Figure 8.

Effect of NS5806 on K_V4.3/KChIP2/DPP6 co-expressed with K_V1.4 channels. K_V4.3/KChIP2/DPP6 and K_V1.4 were co-expressed in Xenopus laevis oocytes in a 1:1 current ratio. Currents were elicited using the depicted voltage protocol and measured in the absence and in the presence of 10 µM NS5806. (A) Relation between peak current density and voltage, n= 8. (B) Single exponential equations were fitted to the current decays, and the time constants (τ) are shown as a function of voltage, n= 8. (C) Steady-state inactivation of K_V4.3/KChIP2/DPP6/K_V1.4 currents.

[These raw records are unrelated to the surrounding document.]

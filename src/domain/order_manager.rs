//! Risk-gated order pipeline.
//!
//! The order manager never talks to a broker itself. In live mode it reports
//! `route_to_broker` and the engine forwards the intent.

use super::execution_tracker::ExecutionTracker;
use super::order::OrderIntent;
use super::quote::{Holding, PortfolioSnapshot, Quote};
use super::risk::{RiskManager, RiskRejection};
use std::collections::HashMap;

#[derive(Debug, Clone, PartialEq)]
pub enum OrderOutcome {
    Rejected(RiskRejection),
    Approved {
        /// Price recorded in the tracker, if one could be inferred.
        fill_price: Option<f64>,
        route_to_broker: bool,
    },
}

impl OrderOutcome {
    pub fn is_approved(&self) -> bool {
        matches!(self, OrderOutcome::Approved { .. })
    }

    pub fn route_to_broker(&self) -> bool {
        matches!(
            self,
            OrderOutcome::Approved {
                route_to_broker: true,
                ..
            }
        )
    }
}

#[derive(Debug, Default)]
pub struct OrderManager {
    pub risk: RiskManager,
    pub tracker: ExecutionTracker,
    live: bool,
}

impl OrderManager {
    pub fn new(risk: RiskManager, tracker: ExecutionTracker, live: bool) -> Self {
        Self {
            risk,
            tracker,
            live,
        }
    }

    pub fn is_live(&self) -> bool {
        self.live
    }

    pub fn process_order(
        &mut self,
        intent: &OrderIntent,
        quote: &Quote,
        snapshot: &PortfolioSnapshot,
        holdings: &HashMap<String, Holding>,
    ) -> OrderOutcome {
        if let Err(reason) = self.risk.approve(intent, quote, snapshot, holdings) {
            tracing::info!("Order blocked by risk: {intent}");
            return OrderOutcome::Rejected(reason);
        }

        tracing::info!("Order approved: {intent} (live={})", self.live);

        let fill_price = intent.reference_price(quote);
        match fill_price {
            Some(price) => {
                self.tracker.record_fill(intent, price, quote.timestamp);
            }
            None => tracing::info!("Skipping PnL tracking for {intent} (no usable price)"),
        }

        OrderOutcome::Approved {
            fill_price,
            route_to_broker: self.live,
        }
    }
}

#[cfg(test)]
mod tests {
    use super::*;
    use crate::domain::quote::Side;
    use crate::domain::risk::RiskConfig;

    fn sample_snapshot() -> PortfolioSnapshot {
        PortfolioSnapshot {
            account_id: "paper".into(),
            currency: "USD".into(),
            net_worth: 10_000.0,
            cash_available: 10_000.0,
        }
    }

    fn sample_quote() -> Quote {
        let mut q = Quote::with_bid_ask("AAPL", 9.9, 10.1);
        q.last = Some(10.0);
        q
    }

    #[test]
    fn approved_order_records_fill() {
        let mut om = OrderManager::default();
        let oi = OrderIntent::limit("AAPL", Side::Buy, 2.0, 9.95).with_strategy("mm");
        let outcome = om.process_order(&oi, &sample_quote(), &sample_snapshot(), &HashMap::new());
        assert_eq!(
            outcome,
            OrderOutcome::Approved {
                fill_price: Some(9.95),
                route_to_broker: false
            }
        );
        assert_eq!(om.tracker.fills().len(), 1);
        assert!((om.tracker.position_quantity("AAPL") - 2.0).abs() < f64::EPSILON);
    }

    #[test]
    fn rejected_order_records_nothing() {
        let mut om = OrderManager::default();
        let oi = OrderIntent::limit("AAPL", Side::Sell, 1.0, 10.0);
        let outcome = om.process_order(&oi, &sample_quote(), &sample_snapshot(), &HashMap::new());
        assert!(!outcome.is_approved());
        assert!(om.tracker.fills().is_empty());
    }

    #[test]
    fn live_mode_routes_to_broker() {
        let mut om = OrderManager::new(RiskManager::default(), ExecutionTracker::new(), true);
        assert!(om.is_live());
        let oi = OrderIntent::market("AAPL", Side::Buy, 1.0);
        let outcome = om.process_order(&oi, &sample_quote(), &sample_snapshot(), &HashMap::new());
        assert!(outcome.route_to_broker());
        assert_eq!(om.tracker.fills()[0].price, 10.0);
    }

    #[test]
    fn order_without_price_never_reaches_tracker() {
        let risk = RiskManager::new(RiskConfig {
            allow_short_selling: true,
            ..RiskConfig::default()
        });
        let mut om = OrderManager::new(risk, ExecutionTracker::new(), false);
        let mut quote = sample_quote();
        quote.last = None;
        quote.bid = None;
        let oi = OrderIntent::market("AAPL", Side::Sell, 1.0);
        let outcome = om.process_order(&oi, &quote, &sample_snapshot(), &HashMap::new());
        assert_eq!(outcome, OrderOutcome::Rejected(RiskRejection::NoPrice));
        assert!(om.tracker.fills().is_empty());
    }
}
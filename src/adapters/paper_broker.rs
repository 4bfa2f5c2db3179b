//! In-memory broker for dry runs.
//!
//! Reports a fixed cash account with no holdings and acknowledges every valid
//! order with a synthetic id. It has no market data, so the engine must be
//! paired with a separate quote provider.

use crate::domain::error::HftaError;
use crate::domain::order::OrderIntent;
use crate::domain::quote::{Holding, PortfolioSnapshot, Quote};
use crate::ports::broker_port::{BrokerPort, OrderAck, validate_order};
use crate::ports::config_port::ConfigPort;
use async_trait::async_trait;
use std::collections::HashMap;
use std::sync::atomic::{AtomicU64, Ordering};

pub struct PaperBroker {
    account_id: String,
    currency: String,
    cash: f64,
    next_order: AtomicU64,
}

impl PaperBroker {
    pub fn new(account_id: &str, currency: &str, cash: f64) -> Self {
        Self {
            account_id: account_id.to_string(),
            currency: currency.to_string(),
            cash,
            next_order: AtomicU64::new(1),
        }
    }

    /// `[broker] account_id` / `currency`; cash comes from `[engine] paper_cash`.
    pub fn from_config(config: &dyn ConfigPort) -> Self {
        Self::new(
            &config
                .get_string("broker", "account_id")
                .unwrap_or_else(|| "PAPER".to_string()),
            &config
                .get_string("broker", "currency")
                .unwrap_or_else(|| "USD".to_string()),
            config.get_double("engine", "paper_cash", 0.0).max(0.0),
        )
    }
}

#[async_trait]
impl BrokerPort for PaperBroker {
    fn account_id(&self) -> &str {
        &self.account_id
    }

    fn currency(&self) -> &str {
        &self.currency
    }

    async fn get_quote(&self, symbol: &str) -> Result<Quote, HftaError> {
        Err(HftaError::MarketData {
            symbol: symbol.to_uppercase(),
            reason: "paper broker has no market data".into(),
        })
    }

    async fn portfolio_snapshot(&self) -> Result<PortfolioSnapshot, HftaError> {
        Ok(PortfolioSnapshot {
            account_id: self.account_id.clone(),
            currency: self.currency.clone(),
            net_worth: self.cash,
            cash_available: self.cash,
        })
    }

    async fn equity_positions(&self) -> Result<HashMap<String, Holding>, HftaError> {
        Ok(HashMap::new())
    }

    async fn place_equity_order(&self, intent: &OrderIntent) -> Result<OrderAck, HftaError> {
        validate_order(intent)?;
        let n = self.next_order.fetch_add(1, Ordering::Relaxed);
        tracing::info!("[PAPER] accepted {intent}");
        Ok(OrderAck {
            order_id: format!("PAPER-{n:06}"),
            status: "accepted".into(),
        })
    }
}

Normalized tail current amplitudes are plotted as a function of the prepulse potential and Boltzmann equations are fitted to the data, n= 8. (D) Time-dependent recovery from inactivation. K_V4.3/KChIP2/DPP6/K_V1.4 currents were activated by a two-pulse protocol. Current amplitudes at the second test pulse were normalized to that of the first test pulse and plotted as a function of the inter-pulse interval and double-exponential equations were fitted to the data, n= 7. (E) Bar graph showing the time-constants of K_V4.3/KChIP2/DPP6/K_V1.4 recovery from inactivation, τ₁ and τ₂ as well as pre-exponential factors. *P < 0.05, **P < 0.01, ***P < 0.001; significantly different in the absence and presence of NS5806. DPP, dipeptidyl-peptidase; KChIP2, K channel interacting protein 2.